Apenas habían transcurrido un par de minutos de ese grandioso
final, cuando Raúl se dirigió a Luis.
-Oye, Luis, Dalia tiene su chocho y su culo tan enchumbados
que no sería mala idea que vinieras a secárselos.
-Me parece magnífico. A la vez, tú se la secas a Belkys.
La acción se reiniciaba muy rápidamente. No teníamos
escapatoria, ni tampoco queríamos que la hubiera.
Raúl se acercó hasta mí buscando mis labios y mi lengua, la
que yo le di sin vacilación, al momento que cubría mi vulva con su mano
izquierda. Después de saborear nuestras lenguas por unos minutos separo su boca
de la mía para decirme:
-¿Quieres saber a que sabe Dalia?
-mmmmmm… veamos…
Sin mediar palabra, Raúl introdujo en mi boca los tres dedos
que todavía chorreaban las mieles de Dalia. Aquello me sacudió tremendamente. El
olor a su sexo, el fuerte sabor de su cuca. Todo esto despertó mi clítori, mucho
más aún, por la lengua de Raúl que ya había iniciado la "limpiesa" de mi vulva y
sus alrededores. Yo me concentraba en el espeso líquido de sus dedos que los
buscaba con mi lengua por todos sus rincones, por toda su mano, por arriba y por
debajo de ella. No solo saboreaba los líquidos de Dalia, era su cuca la que
estaba disfrutando en mi mente, lo que, de inmediato me produjo un dulce
orgasmo.
-¿Tan rápido? ¿Si apenas comenzamos? – me preguntó Raul.

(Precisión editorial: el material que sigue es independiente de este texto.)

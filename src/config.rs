//! Pipeline-level configuration and JSON loading.
//!
//! Configuration is always passed in at construction time. Stage-specific
//! settings live next to their stages (for example
//! [`CsvInputConfig`](crate::stages::csv_input::CsvInputConfig)); any of them
//! can be read from a JSON file with [`load_json_config`].

use crate::queue::Capacity;
use crate::router::DEFAULT_MAX_BACKOFF;
use anyhow::{Context, Result, ensure};
use serde::de::DeserializeOwned;
use serde::{Deserialize, Serialize};
use std::fs::File;
use std::io::BufReader;
use std::path::{Path, PathBuf};
use std::time::Duration;

/// Settings shared by every connection and stage of a pipeline.
#[derive(Clone, Debug, PartialEq, Eq, Serialize, Deserialize)]
#[serde(default)]
pub struct PipelineConfig {
    /// Capacity of queues created by `connect`.
    pub queue_capacity: Capacity,
    /// Cap of the fan-in backoff, in milliseconds.
    pub max_backoff_ms: u64,
    /// Write rejected rows as JSON here when the run ends.
    pub error_file: Option<PathBuf>,
    /// Write stage metrics as JSON here when the run ends.
    pub metrics_file: Option<PathBuf>,
}

impl Default for PipelineConfig {
    fn default() -> Self {
        Self {
            queue_capacity: Capacity::default(),
            max_backoff_ms: DEFAULT_MAX_BACKOFF.as_millis() as u64,
            error_file: None,
            metrics_file: None,
        }
    }
}

impl PipelineConfig {
    /// Check values that deserialize fine but cannot be used.
    ///
    /// # Errors
    /// If the queue capacity is `Bounded(0)`.
    pub fn validate(&self) -> Result<()> {
        ensure!(
            self.queue_capacity != Capacity::Bounded(0),
            "queue capacity must be at least 1"
        );
        Ok(())
    }

    /// Read and validate a pipeline configuration from a JSON file.
    ///
    /// # Errors
    /// See [`load_json_config`] and [`validate`](Self::validate).
    pub fn load(path: impl AsRef<Path>) -> Result<Self> {
        let path = path.as_ref();
        let config: Self = load_json_config(path)?;
        config
            .validate()
            .with_context(|| format!("invalid configuration {}", path.display()))?;
        Ok(config)
    }

    #[must_use]
    pub fn max_backoff(&self) -> Duration {
        Duration::from_millis(self.max_backoff_ms.max(1))
    }
}

/// Read a configuration value of type `T` from a JSON file.
///
/// # Errors
/// Returns an error if the file cannot be opened or does not deserialize
/// into `T`.
pub fn load_json_config<T: DeserializeOwned>(path: impl AsRef<Path>) -> Result<T> {
    let path = path.as_ref();
    let f = File::open(path).with_context(|| format!("open {}", path.display()))?;
    serde_json::from_reader(BufReader::new(f))
        .with_context(|| format!("parse configuration {}", path.display()))
}
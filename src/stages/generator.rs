//! Source stage emitting a fixed list of rows.

use crate::row::{Row, RowShape};
use crate::stage::{Stage, StageContext, StageStatus};
use anyhow::{Result, ensure};
use std::collections::VecDeque;

/// Emits the given rows in order, one per tick, then finishes.
pub struct RowsInput {
    shape: RowShape,
    rows: VecDeque<Row>,
}

impl RowsInput {
    pub fn new(shape: RowShape, rows: Vec<Row>) -> Self {
        Self {
            shape,
            rows: rows.into(),
        }
    }
}

impl Stage for RowsInput {
    fn init(&mut self, _input: &RowShape) -> Result<RowShape> {
        let width = self.shape.len();
        ensure!(
            self.rows.iter().all(|r| r.len() == width),
            "every row must have {width} values"
        );
        Ok(self.shape.clone())
    }

    fn process(&mut self, ctx: &mut StageContext) -> Result<StageStatus> {
        match self.rows.pop_front() {
            Some(row) => {
                ctx.put_row(row)?;
                Ok(StageStatus::Continue)
            }
            None => Ok(StageStatus::Finished),
        }
    }
}
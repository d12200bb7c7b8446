//! Conversion of tokenized records into typed rows.
//!
//! A [`RowAssembler`] owns an ordered list of [`FieldSpec`]s that defines the
//! output [`RowShape`]. Input fields are matched positionally: missing trailing
//! fields take their type's empty value and surplus fields are ignored, so the
//! configuration, not the input, decides the shape.

use crate::error::{AssembleError, ConversionError};
use crate::row::{FieldMeta, Row, RowShape, Value, ValueType};
use crate::router::RowRouter;
use crate::tokenizer::TokenizedRow;
use chrono::{NaiveDate, NaiveDateTime, NaiveTime};
use serde::{Deserialize, Serialize};

/// Date patterns tried in order when a date field has no explicit format.
const DEFAULT_DATE_FORMATS: &[&str] = &[
    "%Y/%m/%d %H:%M:%S%.f",
    "%Y/%m/%d %H:%M:%S",
    "%Y/%m/%d",
    "%Y-%m-%dT%H:%M:%S%.f",
    "%Y-%m-%dT%H:%M:%S",
    "%Y-%m-%d %H:%M:%S",
    "%Y-%m-%d",
];

/// Which ends of a raw field to strip of whitespace before conversion.
#[derive(Clone, Copy, Debug, PartialEq, Eq, Default, Serialize, Deserialize)]
#[serde(rename_all = "lowercase")]
pub enum TrimType {
    #[default]
    None,
    Left,
    Right,
    Both,
}

impl TrimType {
    #[must_use]
    pub fn apply(self, s: &str) -> &str {
        match self {
            TrimType::None => s,
            TrimType::Left => s.trim_start(),
            TrimType::Right => s.trim_end(),
            TrimType::Both => s.trim(),
        }
    }
}

/// Name, type and conversion rules of one output field.
#[derive(Clone, Debug, PartialEq, Eq, Serialize, Deserialize)]
pub struct FieldSpec {
    pub name: String,
    #[serde(rename = "type", default)]
    pub value_type: ValueType,
    #[serde(default)]
    pub trim: TrimType,
    /// chrono pattern for date fields.
    #[serde(default)]
    pub format: Option<String>,
    #[serde(default)]
    pub decimal_symbol: Option<char>,
    #[serde(default)]
    pub grouping_symbol: Option<char>,
    /// Text substituted for an empty or missing field before conversion.
    #[serde(default)]
    pub if_null: Option<String>,
}

impl FieldSpec {
    pub fn new<S: Into<String>>(name: S, value_type: ValueType) -> Self {
        Self {
            name: name.into(),
            value_type,
            trim: TrimType::None,
            format: None,
            decimal_symbol: None,
            grouping_symbol: None,
            if_null: None,
        }
    }

    /// A string field with no trimming.
    pub fn string<S: Into<String>>(name: S) -> Self {
        Self::new(name, ValueType::String)
    }

    #[must_use]
    pub fn with_trim(mut self, trim: TrimType) -> Self {
        self.trim = trim;
        self
    }

    #[must_use]
    pub fn with_format<S: Into<String>>(mut self, format: S) -> Self {
        self.format = Some(format.into());
        self
    }

    #[must_use]
    pub fn with_symbols(mut self, decimal: Option<char>, grouping: Option<char>) -> Self {
        self.decimal_symbol = decimal;
        self.grouping_symbol = grouping;
        self
    }

    #[must_use]
    pub fn with_if_null<S: Into<String>>(mut self, default: S) -> Self {
        self.if_null = Some(default.into());
        self
    }

    /// Convert raw field text according to this spec.
    ///
    /// # Errors
    /// Returns a human-readable reason when the text does not parse as the
    /// configured type.
    pub fn convert(&self, raw: &str) -> Result<Value, String> {
        let text = self.trim.apply(raw);
        if text.is_empty() {
            return match &self.if_null {
                Some(default) if !default.is_empty() => self.parse(default),
                _ => Ok(self.value_type.empty_value()),
            };
        }
        self.parse(text)
    }

    fn parse(&self, text: &str) -> Result<Value, String> {
        match self.value_type {
            ValueType::String => Ok(Value::String(text.to_string())),
            ValueType::Integer => {
                self.strip_grouping(text)
                    .parse::<i64>()
                    .map(Value::Integer)
                    .map_err(|e| e.to_string())
            }
            ValueType::Number => {
                let mut digits = self.strip_grouping(text);
                if let Some(dec) = self.decimal_symbol
                    && dec != '.'
                {
                    digits = digits.replace(dec, ".");
                }
                digits
                    .parse::<f64>()
                    .map(Value::from)
                    .map_err(|e| e.to_string())
            }
            ValueType::Boolean => match text.to_ascii_lowercase().as_str() {
                "y" | "yes" | "true" | "1" => Ok(Value::Boolean(true)),
                "n" | "no" | "false" | "0" => Ok(Value::Boolean(false)),
                _ => Err("not a boolean".to_string()),
            },
            ValueType::Date => match &self.format {
                Some(format) => parse_date(text, format)
                    .ok_or_else(|| format!("does not match date format {format:?}")),
                None => DEFAULT_DATE_FORMATS
                    .iter()
                    .find_map(|format| parse_date(text, format))
                    .ok_or_else(|| "not a recognized date".to_string()),
            },
        }
    }

    fn strip_grouping(&self, text: &str) -> String {
        match self.grouping_symbol {
            Some(g) => text.chars().filter(|c| *c != g).collect(),
            None => text.to_string(),
        }
    }
}

fn parse_date(text: &str, format: &str) -> Option<Value> {
    NaiveDateTime::parse_from_str(text, format)
        .ok()
        .or_else(|| {
            NaiveDate::parse_from_str(text, format)
                .ok()
                .map(|d| d.and_time(NaiveTime::MIN))
        })
        .map(Value::Date)
}

/// Maps [`TokenizedRow`]s onto a fixed row shape.
#[derive(Clone, Debug)]
pub struct RowAssembler {
    specs: Vec<FieldSpec>,
    shape: RowShape,
    filename_field: bool,
    row_number_field: bool,
    filename: Option<String>,
    rows_assembled: i64,
}

impl RowAssembler {
    pub fn new(specs: Vec<FieldSpec>) -> Self {
        let shape = RowShape::new(
            specs
                .iter()
                .map(|s| FieldMeta::new(s.name.clone(), s.value_type))
                .collect(),
        );
        Self {
            specs,
            shape,
            filename_field: false,
            row_number_field: false,
            filename: None,
            rows_assembled: 0,
        }
    }

    /// Append a string field holding the name of the current source file.
    #[must_use]
    pub fn with_filename_field<S: Into<String>>(mut self, name: S) -> Self {
        self.shape = self
            .shape
            .extended([FieldMeta::new(name, ValueType::String)]);
        self.filename_field = true;
        self
    }

    /// Append an integer field numbering assembled rows from 1.
    ///
    /// Added after the filename field when both are configured.
    #[must_use]
    pub fn with_row_number_field<S: Into<String>>(mut self, name: S) -> Self {
        self.shape = self
            .shape
            .extended([FieldMeta::new(name, ValueType::Integer)]);
        self.row_number_field = true;
        self
    }

    /// Set the value written to the filename field for subsequent rows.
    pub fn set_filename<S: Into<String>>(&mut self, filename: S) {
        self.filename = Some(filename.into());
    }

    /// Shape of the rows this assembler produces.
    #[must_use]
    pub fn shape(&self) -> &RowShape {
        &self.shape
    }

    #[must_use]
    pub fn specs(&self) -> &[FieldSpec] {
        &self.specs
    }

    #[must_use]
    pub fn rows_assembled(&self) -> i64 {
        self.rows_assembled
    }

    /// Build a row from `tokenized`.
    ///
    /// # Errors
    /// [`ConversionError`] for the first field that fails to convert; the
    /// assembler stays usable for the next record.
    pub fn assemble(&mut self, tokenized: &TokenizedRow) -> Result<Row, ConversionError> {
        let mut row = Vec::with_capacity(self.shape.len());
        for (idx, spec) in self.specs.iter().enumerate() {
            let raw = tokenized.fields.get(idx).map_or("", String::as_str);
            let value = spec.convert(raw).map_err(|reason| ConversionError {
                line: tokenized.line,
                field_index: idx,
                field: spec.name.clone(),
                value: spec.trim.apply(raw).to_string(),
                reason,
            })?;
            row.push(value);
        }
        self.rows_assembled += 1;
        if self.filename_field {
            row.push(
                self.filename
                    .as_deref()
                    .map_or_else(|| ValueType::String.empty_value(), Value::from),
            );
        }
        if self.row_number_field {
            row.push(Value::Integer(self.rows_assembled));
        }
        Ok(row)
    }

    /// Assemble `tokenized` and send the row through `router`.
    ///
    /// # Errors
    /// [`AssembleError::Conversion`] if the record is malformed (nothing is
    /// sent), [`AssembleError::Queue`] if delivery fails.
    pub fn assemble_into(
        &mut self,
        tokenized: &TokenizedRow,
        router: &mut RowRouter,
    ) -> Result<(), AssembleError> {
        let row = self.assemble(tokenized)?;
        router.send(row)?;
        Ok(())
    }
}
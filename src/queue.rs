//! Bounded row transport between pipeline stages.
//!
//! A [`RowQueue`] connects exactly one producing stage to one or more consuming
//! stages. It is the only shared-memory surface between stages, and its
//! capacity is the pipeline's backpressure mechanism: a fast producer blocks in
//! [`RowQueue::put`] instead of growing memory without bound.
//!
//! # Reads
//!
//! - [`get_blocking`](RowQueue::get_blocking) waits for a row or end of stream.
//! - [`get_timeout`](RowQueue::get_timeout) waits at most a bounded duration.
//! - [`get_immediate`](RowQueue::get_immediate) never waits.
//!
//! A consumer must only treat "empty **and** done" as end of stream. Rows queued
//! before [`mark_done`](RowQueue::mark_done) stay drainable.
//!
//! # Cancellation
//!
//! Every queue is registered with a [`StopSignal`]. Firing the signal wakes all
//! blocked `put`/`get_*` calls on every registered queue, which then return
//! [`QueueError::Cancelled`]. No lock is held across a wait, so a full queue and
//! a shutdown request cannot deadlock each other.

use crate::error::QueueError;
use crate::row::Row;
use parking_lot::{Condvar, Mutex};
use serde::{Deserialize, Serialize};
use std::collections::VecDeque;
use std::fmt;
use std::sync::atomic::{AtomicBool, AtomicU64, Ordering};
use std::sync::{Arc, Weak};
use std::time::{Duration, Instant};

/// Default number of rows a pipeline connection buffers.
pub const DEFAULT_QUEUE_CAPACITY: usize = 10_000;

/// How many rows a [`RowQueue`] may hold before `put` blocks.
///
/// `Unbounded` disables backpressure entirely; it exists for small synchronous
/// tests and single-threaded embedding, and must be chosen explicitly.
#[derive(Clone, Copy, Debug, PartialEq, Eq, Serialize, Deserialize)]
#[serde(rename_all = "snake_case")]
pub enum Capacity {
    Bounded(usize),
    Unbounded,
}

impl Default for Capacity {
    fn default() -> Self {
        Capacity::Bounded(DEFAULT_QUEUE_CAPACITY)
    }
}

impl Capacity {
    fn limit(self) -> Option<usize> {
        match self {
            // Pipelines reject zero; a standalone zero-sized queue holds one row.
            Capacity::Bounded(n) => Some(n.max(1)),
            Capacity::Unbounded => None,
        }
    }
}

/// Outcome of a non-blocking or timed read.
#[derive(Clone, Debug, PartialEq)]
pub enum Recv {
    /// A row was dequeued.
    Row(Row),
    /// Nothing queued yet; the producer has not finished.
    Empty,
    /// The timed wait elapsed without a row or end of stream.
    TimedOut,
    /// The queue is empty and the producer marked it done.
    Done,
}

impl Recv {
    /// Take the row out, if this is [`Recv::Row`].
    #[must_use]
    pub fn into_row(self) -> Option<Row> {
        match self {
            Recv::Row(r) => Some(r),
            _ => None,
        }
    }

    #[must_use]
    pub fn is_done(&self) -> bool {
        matches!(self, Recv::Done)
    }
}

/// Pipeline-wide stop request shared by all queues of one run.
///
/// Cloning yields another handle to the same signal.
#[derive(Clone, Default)]
pub struct StopSignal {
    inner: Arc<StopInner>,
}

#[derive(Default)]
struct StopInner {
    stopped: AtomicBool,
    queues: Mutex<Vec<Weak<Shared>>>,
}

impl StopSignal {
    #[must_use]
    pub fn new() -> Self {
        Self::default()
    }

    /// Request a stop and wake every waiter on every registered queue.
    pub fn stop(&self) {
        self.inner.stopped.store(true, Ordering::SeqCst);
        let live: Vec<Arc<Shared>> = {
            let mut queues = self.inner.queues.lock();
            queues.retain(|q| q.strong_count() > 0);
            queues.iter().filter_map(Weak::upgrade).collect()
        };
        for shared in live {
            // Taking the queue lock orders this wake-up after any waiter's flag check.
            let _state = shared.state.lock();
            shared.not_empty.notify_all();
            shared.not_full.notify_all();
        }
    }

    #[must_use]
    pub fn is_stopped(&self) -> bool {
        self.inner.stopped.load(Ordering::SeqCst)
    }

    fn register(&self, shared: &Arc<Shared>) {
        let mut queues = self.inner.queues.lock();
        queues.retain(|q| q.strong_count() > 0);
        queues.push(Arc::downgrade(shared));
    }
}

impl fmt::Debug for StopSignal {
    fn fmt(&self, f: &mut fmt::Formatter<'_>) -> fmt::Result {
        f.debug_struct("StopSignal")
            .field("stopped", &self.is_stopped())
            .finish()
    }
}

struct State {
    rows: VecDeque<Row>,
    done: bool,
    /// The consumer stopped reading; further rows are dropped.
    abandoned: bool,
}

struct Shared {
    state: Mutex<State>,
    not_empty: Condvar,
    not_full: Condvar,
    capacity: Capacity,
    stop: StopSignal,
    rows_put: AtomicU64,
    rows_taken: AtomicU64,
}

impl Shared {
    fn full(&self, state: &State) -> bool {
        self.capacity
            .limit()
            .is_some_and(|limit| state.rows.len() >= limit)
    }

    fn pop(&self, state: &mut State) -> Option<Row> {
        let row = state.rows.pop_front()?;
        self.rows_taken.fetch_add(1, Ordering::Relaxed);
        self.not_full.notify_one();
        Some(row)
    }
}

/// Thread-safe FIFO of rows with a done flag. Cheap to clone; clones share
/// the same queue.
#[derive(Clone)]
pub struct RowQueue {
    shared: Arc<Shared>,
}

impl RowQueue {
    /// Create a queue with its own, private stop signal.
    #[must_use]
    pub fn new(capacity: Capacity) -> Self {
        Self::with_stop(capacity, &StopSignal::new())
    }

    /// Create a bounded queue holding at most `capacity` rows (minimum 1).
    #[must_use]
    pub fn bounded(capacity: usize) -> Self {
        Self::new(Capacity::Bounded(capacity))
    }

    #[must_use]
    pub fn unbounded() -> Self {
        Self::new(Capacity::Unbounded)
    }

    /// Create a queue whose blocking waits are interrupted by `stop`.
    #[must_use]
    pub fn with_stop(capacity: Capacity, stop: &StopSignal) -> Self {
        let initial = capacity.limit().unwrap_or(0).min(1024);
        let shared = Arc::new(Shared {
            state: Mutex::new(State {
                rows: VecDeque::with_capacity(initial),
                done: false,
                abandoned: false,
            }),
            not_empty: Condvar::new(),
            not_full: Condvar::new(),
            capacity,
            stop: stop.clone(),
            rows_put: AtomicU64::new(0),
            rows_taken: AtomicU64::new(0),
        });
        stop.register(&shared);
        Self { shared }
    }

    /// Enqueue `row`, blocking while the queue is full.
    ///
    /// # Errors
    /// [`QueueError::Closed`] if the queue was already marked done;
    /// [`QueueError::Cancelled`] if a stop was requested while waiting for room
    /// or the consumer [abandoned](Self::abandon) the queue.
    pub fn put(&self, row: Row) -> Result<(), QueueError> {
        let shared = &*self.shared;
        let mut state = shared.state.lock();
        if state.done {
            return Err(QueueError::Closed);
        }
        loop {
            if state.abandoned {
                return Err(QueueError::Cancelled);
            }
            if !shared.full(&state) {
                break;
            }
            if shared.stop.is_stopped() {
                return Err(QueueError::Cancelled);
            }
            shared.not_full.wait(&mut state);
            if state.done {
                return Err(QueueError::Closed);
            }
        }
        state.rows.push_back(row);
        shared.rows_put.fetch_add(1, Ordering::Relaxed);
        shared.not_empty.notify_one();
        Ok(())
    }

    /// Wait for the next row. `Ok(None)` means end of stream.
    ///
    /// # Errors
    /// [`QueueError::Cancelled`] if a stop was requested while waiting.
    pub fn get_blocking(&self) -> Result<Option<Row>, QueueError> {
        let shared = &*self.shared;
        let mut state = shared.state.lock();
        loop {
            if let Some(row) = shared.pop(&mut state) {
                return Ok(Some(row));
            }
            if state.done {
                return Ok(None);
            }
            if shared.stop.is_stopped() {
                return Err(QueueError::Cancelled);
            }
            shared.not_empty.wait(&mut state);
        }
    }

    /// Wait at most `timeout` for the next row.
    ///
    /// A zero timeout behaves exactly like [`get_immediate`](Self::get_immediate).
    ///
    /// # Errors
    /// [`QueueError::Cancelled`] if a stop was requested while waiting.
    pub fn get_timeout(&self, timeout: Duration) -> Result<Recv, QueueError> {
        if timeout.is_zero() {
            return Ok(self.get_immediate());
        }
        let deadline = Instant::now() + timeout;
        let shared = &*self.shared;
        let mut state = shared.state.lock();
        loop {
            if let Some(row) = shared.pop(&mut state) {
                return Ok(Recv::Row(row));
            }
            if state.done {
                return Ok(Recv::Done);
            }
            if shared.stop.is_stopped() {
                return Err(QueueError::Cancelled);
            }
            if shared
                .not_empty
                .wait_until(&mut state, deadline)
                .timed_out()
            {
                return Ok(match shared.pop(&mut state) {
                    Some(row) => Recv::Row(row),
                    None if state.done => Recv::Done,
                    None => Recv::TimedOut,
                });
            }
        }
    }

    /// Dequeue a row if one is available; never blocks.
    #[must_use]
    pub fn get_immediate(&self) -> Recv {
        let shared = &*self.shared;
        let mut state = shared.state.lock();
        match shared.pop(&mut state) {
            Some(row) => Recv::Row(row),
            None if state.done => Recv::Done,
            None => Recv::Empty,
        }
    }

    /// Signal that no further rows will be enqueued. Repeated calls are no-ops.
    pub fn mark_done(&self) {
        let shared = &*self.shared;
        let mut state = shared.state.lock();
        if state.done {
            return;
        }
        state.done = true;
        shared.not_empty.notify_all();
        shared.not_full.notify_all();
    }

    /// Called by the consumer when it will read no more rows: queued rows are
    /// dropped and every current or later `put` returns
    /// [`QueueError::Cancelled`]. Repeated calls are no-ops.
    pub fn abandon(&self) {
        let shared = &*self.shared;
        let mut state = shared.state.lock();
        if state.abandoned {
            return;
        }
        state.abandoned = true;
        state.rows.clear();
        shared.not_full.notify_all();
    }

    #[must_use]
    pub fn is_abandoned(&self) -> bool {
        self.shared.state.lock().abandoned
    }

    #[must_use]
    pub fn is_done(&self) -> bool {
        self.shared.state.lock().done
    }

    /// Number of rows currently queued. A snapshot; may be stale on return.
    #[must_use]
    pub fn size(&self) -> usize {
        self.shared.state.lock().rows.len()
    }

    /// Whether the queue is at capacity. A snapshot; may be stale on return.
    #[must_use]
    pub fn is_full(&self) -> bool {
        let state = self.shared.state.lock();
        self.shared.full(&state)
    }

    #[must_use]
    pub fn capacity(&self) -> Capacity {
        self.shared.capacity
    }

    /// Total rows ever enqueued.
    #[must_use]
    pub fn rows_put(&self) -> u64 {
        self.shared.rows_put.load(Ordering::Relaxed)
    }

    /// Total rows ever dequeued.
    #[must_use]
    pub fn rows_taken(&self) -> u64 {
        self.shared.rows_taken.load(Ordering::Relaxed)
    }

    /// The stop signal this queue listens to.
    #[must_use]
    pub fn stop_signal(&self) -> &StopSignal {
        &self.shared.stop
    }

    /// Whether two handles refer to the same queue.
    #[must_use]
    pub fn same_queue(&self, other: &RowQueue) -> bool {
        Arc::ptr_eq(&self.shared, &other.shared)
    }
}

impl fmt::Debug for RowQueue {
    fn fmt(&self, f: &mut fmt::Formatter<'_>) -> fmt::Result {
        let state = self.shared.state.lock();
        f.debug_struct("RowQueue")
            .field("capacity", &self.shared.capacity)
            .field("size", &state.rows.len())
            .field("done", &state.done)
            .finish()
    }
}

-Disculpa, estoy muy excitada. ¿Por qué mejor no nos ponemos
cómodos los cuatro en la intimidad de tu alcoba? Todos en la misma cama debe ser
más ardiente. ¿No te parece?
-Si me parece. Pues no perdamos más tiempo.
Apartándose de mi vagina les dijo a los otros que mejor
buscábamos un lugar más íntimo, invitándolos de inmediato a subir a la alcoba.
Así lo hicimos. Una vez dentro de aquella sensual habitación, cada quien se
encargó de desnudar a su pareja. La cama era bastante grande; una super cama,
especial para este tipo de batallas.
En un santiamén nos encontramos teniendo sexo los cuatro
sobre la misma cama. Luis penetraba sin contemplación a Dalia, mientras Raúl
hacía lo mismo conmigo. Siempre estuve convencida de que el pene de mi Luis era
uno de los más hermosos ejemplares que había visto en este mundo, pero estaba
equivocada, el de Raúl le ganaba en tamaño y grosor. Era una bestia de palo. Un
verdadero tronco que lo sabía manejar muy bien. Yo lo comencé a gozar a pesar de
que mi mente y mi intención de estar en esa cama era la cuquita de Dalia. Raúl
me tenía boca arriba, con mis piernas bien abiertas, taladrando sin parar mi
adorable almejita. Estaba sorprendida de la capacidad de mi vagina por soportar
tan inmenso hierro incandescente, el que cada vez que entraba y salía rozaba mi
erecta pepita. Mientras Raúl me cogía desesperadamente, su boca chupaba mis
duros pezones, los succionaba y los golpeaba con la punta de la lengua. Se
cambiaba permanentemente de un seno a otro. Yo le respondía con mi cuca, con mis
movimientos de caderas, con mis expertas sacudidas de vientre y mis eróticos
gemidos. Abría más mis piernas para que su tremendo animal entrara más
fácilmente, a la vez que apretaba sus nalgas con mis manos para empujarlo contra
mi vientre.
Me encontraba gozando inmensamente aquel instante, entregada
totalmente con los ojos cerrados cuando unos labios calientes y húmedos se
plantaron sobre los míos. Su boca abierta se posó sobre la mía que jadeaba en
agonía y una lengua ensalivada y experta comenzó a buscar la mía.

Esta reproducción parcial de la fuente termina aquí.